There have been several modifications in the Act on Rules of Taxation effective from 1st January 2016. The main changes are the following:
NEW! - Qualification of the taxpayers
One of the most important changes is the qualification process. A taxpayer registered in the register of companies or registered for VAT purposes shall be qualified by the state tax and customs authority as:
- reliable taxpayer
- „normal” taxpayer
- unreliable taxpayer
The objective of adopting the qualification system is to motivate the taxpayers who comply with the legislations. Consequently, the reliable taxpayer will trigger favorable treatment, while the unreliable taxpayer will trigger a stricter treatment.
What are the benefits of being reliable taxpayer?
- decreased upper limit applied in case of default penalty and tax penalty
- the duration of tax audits may not exceed 180 days
- if a reliable taxpayer has any debt between 10 000 HUF and 500 000 HUF owed to the authority, the settlement can be made in 12 installments without extra charges once a year
- the authority shall execute the payment of value added tax refund to reliable taxpayers within 45 days from 1st January 2017, and within 30 days from 1st January 2018 against the general deadline that is 75 days.
What are the disadvantages of being unreliable taxpayer?
- increased minimum rate applied in case of default penalty and tax penalty
- the time limit for the payment of value added tax refund to unreliable taxpayers shall be 75 days
- if a taxpayer is considered unreliable during any period audited by the state tax and customs authority, or during the audit or any part thereof, the time limit for such audit shall be extended by 60 days
How often will the taxpayers be listed?
The qualification procedure will be carried out for the first time by 30 April 2016. Taxpayers will be rated quarterly, relying on data available on the last day of the quarter, within 30 days after the end of the quarter. The authority notifies the taxpayer concerning the outcome of the classification process electronically. If the taxpayer’s status changes, the authority sends a notice about it. The taxpayer can verify his status through the central electronic services network from the second half of 2016.
Changes related to tax audits
During a liquidation process, solely unreliable taxpayers will be subject to an obligatory tax audit. It will make easier for reliable taxpayers to close the business.
The duration of subsequent verification of tax returns may not exceed 180 days in the case of taxpayers whose registration is not mandatory. It shall not apply if the taxpayer fails to cooperate.
The authority shall request the person transporting goods of commercial nature to prove of the origin and ownership of the goods. If no infringement is found, the authority shall not draw up a report on the inspection, except if one is requested by the person transporting the goods.

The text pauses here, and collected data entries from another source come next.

//! Component record ingestion
//!
//! Reads component lists that an external netlist or schematic exporter has
//! already produced. Two formats are accepted:
//!
//! - JSON: an array of `{ "reference", "value", "footprint", "description"?, "fields"? }`
//! - CSV: a KiCad-style BoM export with a header row. `Reference`, `Value`
//!   and `Footprint` columns are required, `Description` is optional and
//!   every other column becomes an attribute field.

use crate::core::BomGuardError;
use crate::parser::schema::{ComponentRecord, FieldMap};
use std::collections::HashSet;
use std::path::Path;

const REFERENCE_COLUMNS: &[&str] = &["reference", "ref", "references", "designator"];
const VALUE_COLUMNS: &[&str] = &["value", "val"];
const FOOTPRINT_COLUMNS: &[&str] = &["footprint", "package"];
const DESCRIPTION_COLUMNS: &[&str] = &["description", "desc"];

/// Load components from a `.json` or `.csv` file.
pub fn load_components(path: &Path) -> Result<Vec<ComponentRecord>, BomGuardError> {
    let content = std::fs::read_to_string(path)?;
    let ext = path
        .extension()
        .and_then(|s| s.to_str())
        .map(|s| s.to_ascii_lowercase());

    let components = match ext.as_deref() {
        Some("json") => parse_components_json(&content)?,
        Some("csv") => parse_components_csv(&content)?,
        _ => {
            return Err(BomGuardError::Parse(format!(
                "{}: component list must be a .json or .csv file",
                path.display()
            )))
        }
    };

    tracing::info!(
        "Loaded {} components from {}",
        components.len(),
        path.display()
    );
    Ok(components)
}

/// Parse a JSON array of component records.
pub fn parse_components_json(content: &str) -> Result<Vec<ComponentRecord>, BomGuardError> {
    let components: Vec<ComponentRecord> = serde_json::from_str(content)?;
    for (i, component) in components.iter().enumerate() {
        if component.reference.trim().is_empty() {
            return Err(BomGuardError::Parse(format!(
                "component #{} has an empty reference",
                i + 1
            )));
        }
    }
    warn_duplicate_references(&components);
    Ok(components)
}

/// Parse a CSV BoM export into component records.
pub fn parse_components_csv(content: &str) -> Result<Vec<ComponentRecord>, BomGuardError> {
    let mut reader = csv::ReaderBuilder::new()
        .flexible(true)
        .from_reader(content.as_bytes());
    let headers = reader.headers()?.clone();

    let find = |names: &[&str]| {
        headers
            .iter()
            .position(|h| names.contains(&h.trim().to_lowercase().as_str()))
    };
    let missing =
        |column: &str| BomGuardError::Parse(format!("CSV header has no {} column", column));

    let ref_col = find(REFERENCE_COLUMNS).ok_or_else(|| missing("Reference"))?;
    let value_col = find(VALUE_COLUMNS).ok_or_else(|| missing("Value"))?;
    let footprint_col = find(FOOTPRINT_COLUMNS).ok_or_else(|| missing("Footprint"))?;
    let description_col = find(DESCRIPTION_COLUMNS);

    let mut components = Vec::new();
    for (i, result) in reader.records().enumerate() {
        let record = result?;
        if record.iter().all(|cell| cell.trim().is_empty()) {
            continue;
        }

        let cell = |col: usize| record.get(col).unwrap_or("").trim();
        let references: Vec<&str> = cell(ref_col)
            .split(|c: char| c == ',' || c.is_whitespace())
            .filter(|r| !r.is_empty())
            .collect();
        if references.is_empty() {
            return Err(BomGuardError::Parse(format!(
                "CSV row {} has an empty reference",
                i + 1
            )));
        }

        let mut fields = FieldMap::new();
        for (col, name) in headers.iter().enumerate() {
            let is_known = col == ref_col
                || col == value_col
                || col == footprint_col
                || Some(col) == description_col;
            if !is_known && !name.trim().is_empty() {
                fields.insert(name.trim(), cell(col));
            }
        }

        for reference in references {
            components.push(ComponentRecord {
                reference: reference.to_string(),
                value: cell(value_col).to_string(),
                footprint: cell(footprint_col).to_string(),
                description: description_col.map(cell).unwrap_or("").to_string(),
                fields: fields.clone(),
            });
        }
    }

    warn_duplicate_references(&components);
    Ok(components)
}

fn warn_duplicate_references(components: &[ComponentRecord]) {
    let mut seen = HashSet::new();
    for c in components {
        if !seen.insert(c.reference.as_str()) {
            tracing::warn!("Duplicate reference {} in component list", c.reference);
        }
    }
}
//! Infrastructure layer - External concerns
//! 
//! This layer contains:
//! - Config: Configuration loading
//! - Storage: Alias persistence (Redis, in-memory)
//! - Adapters: Chat platform notifiers (GroupMe, console)
//! - Server: Inbound webhook endpoint

pub mod config;
pub mod storage;
pub mod adapters;
pub mod server;
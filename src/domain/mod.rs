//! Domain layer - Core business objects and the seams to infrastructure
//! 
//! This layer contains:
//! - Entities: Aliases, member sets, inbound/outbound messages, parsed commands
//! - Traits: Abstractions for infrastructure (AliasStore, Notifier)

pub mod entities;
pub mod traits;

In the event of non-compliance with the obligation of notification, declaration and data disclosure, or if it is executed with deficiencies, the authority calls the taxpayer whose registration is not mandatory to perform the obligation without imposing any default penalty. Default penalty is imposed only in the event of non-compliance. This can be applied with the exception of obligation of notification, employee notification and the obligation related to EKAER.
Integration of tax and customs account
The consolidation of tax accounts held at the state tax authority and the customs authority allows checking the liabilities or claims in one place.
From 1st January 2016 in connection with family tax allowance, the employers and payers are obliged to provide tax ID code or natural identification data for each dependent, the manner in which the allowance is claimed and the tax ID code of the spouse.
The limit will be increased from the current 150 000 to 200 000 HUF in case of payments by instalments without any late payment interest. Furthermore, this amount will be available referring not only to personal income tax but to health care contribution as well.
A private individual has the option to comply with the obligation of tax declaration by means of a declaration statement submitted to the employer in which he requests the state tax authority to establish his tax. The declaration statement shall be submitted by 31 January of the following year.
The state tax authority shall assess the taxes by 20 May of the year following the tax year based on the employer’s tax returns. The tax authority does not inform the private individual when taxes are assessed, except if there is a tax shortfall. In this case the tax authority adopts a resolution.